**EXERCISE DESCRIPTION**
Check every line of the data below for the word "watch", then give only the number of lines that have it.

------------------------

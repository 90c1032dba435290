use std::sync::Arc;

use tokio::sync::watch;
use tracing_subscriber::EnvFilter;

use ridehail_dispatch::api;
use ridehail_dispatch::auth::JwtVerifier;
use ridehail_dispatch::bus::amqp::AmqpBus;
use ridehail_dispatch::bus::memory::InMemoryBus;
use ridehail_dispatch::bus::{declare_topology, MessageBus};
use ridehail_dispatch::config::Config;
use ridehail_dispatch::engine;
use ridehail_dispatch::error::AppError;
use ridehail_dispatch::observability::metrics::Metrics;
use ridehail_dispatch::state::{AppState, Repositories};
use ridehail_dispatch::store::memory::MemoryStore;
use ridehail_dispatch::store::postgres::PgStore;

#[tokio::main]
async fn main() -> Result<(), AppError> {
    let config = Config::from_env()?;
    init_tracing(&config);

    let repos = match &config.database_url {
        Some(url) => {
            let store = PgStore::connect(url, config.database_max_connections).await?;
            store.migrate().await?;
            Repositories::from_store(Arc::new(store))
        }
        None => {
            tracing::warn!("DATABASE_URL not set, using in-memory store");
            Repositories::from_store(Arc::new(MemoryStore::new()))
        }
    };

    let bus: Arc<dyn MessageBus> = match &config.bus.amqp_url {
        Some(url) => Arc::new(AmqpBus::connect(url, config.bus.prefetch).await?),
        None => {
            tracing::warn!("AMQP_URL not set, using in-memory bus");
            Arc::new(InMemoryBus::new(config.bus.prefetch))
        }
    };
    declare_topology(bus.as_ref()).await?;

    let verifier = Arc::new(JwtVerifier::new(&config.jwt_secret, config.jwt_issuer.clone()));
    let (app_state, hub_loop) = AppState::new(&config, repos, bus, verifier, Metrics::new());
    let shared_state = Arc::new(app_state);

    let (shutdown_tx, shutdown_rx) = watch::channel(false);
    let hub_task = tokio::spawn(hub_loop.run(shutdown_rx.clone()));
    let mut background = engine::spawn_consumers(&shared_state, shutdown_rx.clone());
    background.push(tokio::spawn({
        let state = shared_state.clone();
        async move {
            state
                .locations
                .run_pruner(engine::location::PRUNE_EVERY, shutdown_rx)
                .await
        }
    }));

    let app = api::rest::router(shared_state.clone());

    let bind_addr = format!("0.0.0.0:{}", config.http_port);
    let listener = tokio::net::TcpListener::bind(&bind_addr)
        .await
        .map_err(|err| AppError::Internal(format!("failed to bind {bind_addr}: {err}")))?;

    tracing::info!(http_port = config.http_port, "http server started");

    let served = axum::serve(listener, app)
        .with_graceful_shutdown(async move {
            shutdown_signal().await;
            // Stops the hub and consumers too, which closes every live socket.
            let _ = shutdown_tx.send(true);
        })
        .await
        .map_err(|err| AppError::Internal(format!("server error: {err}")));

    for task in background {
        if let Err(err) = task.await {
            tracing::error!(error = %err, "background task panicked");
        }
    }
    if let Err(err) = hub_task.await {
        tracing::error!(error = %err, "hub task panicked");
    }

    tracing::info!("shutdown complete");
    served
}

fn init_tracing(config: &Config) {
    let filter = EnvFilter::try_new(&config.log_level).unwrap_or_else(|_| EnvFilter::new("info"));

    if config.log_format == "json" {
        tracing_subscriber::fmt()
            .with_env_filter(filter)
            .json()
            .init();
    } else {
        tracing_subscriber::fmt()
            .with_env_filter(filter)
            .with_target(false)
            .compact()
            .init();
    }
}

async fn shutdown_signal() {
    if let Err(err) = tokio::signal::ctrl_c().await {
        tracing::error!(error = %err, "failed to listen for shutdown signal");
    }
}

------------------------

**EXERCISE SOLUTION**
2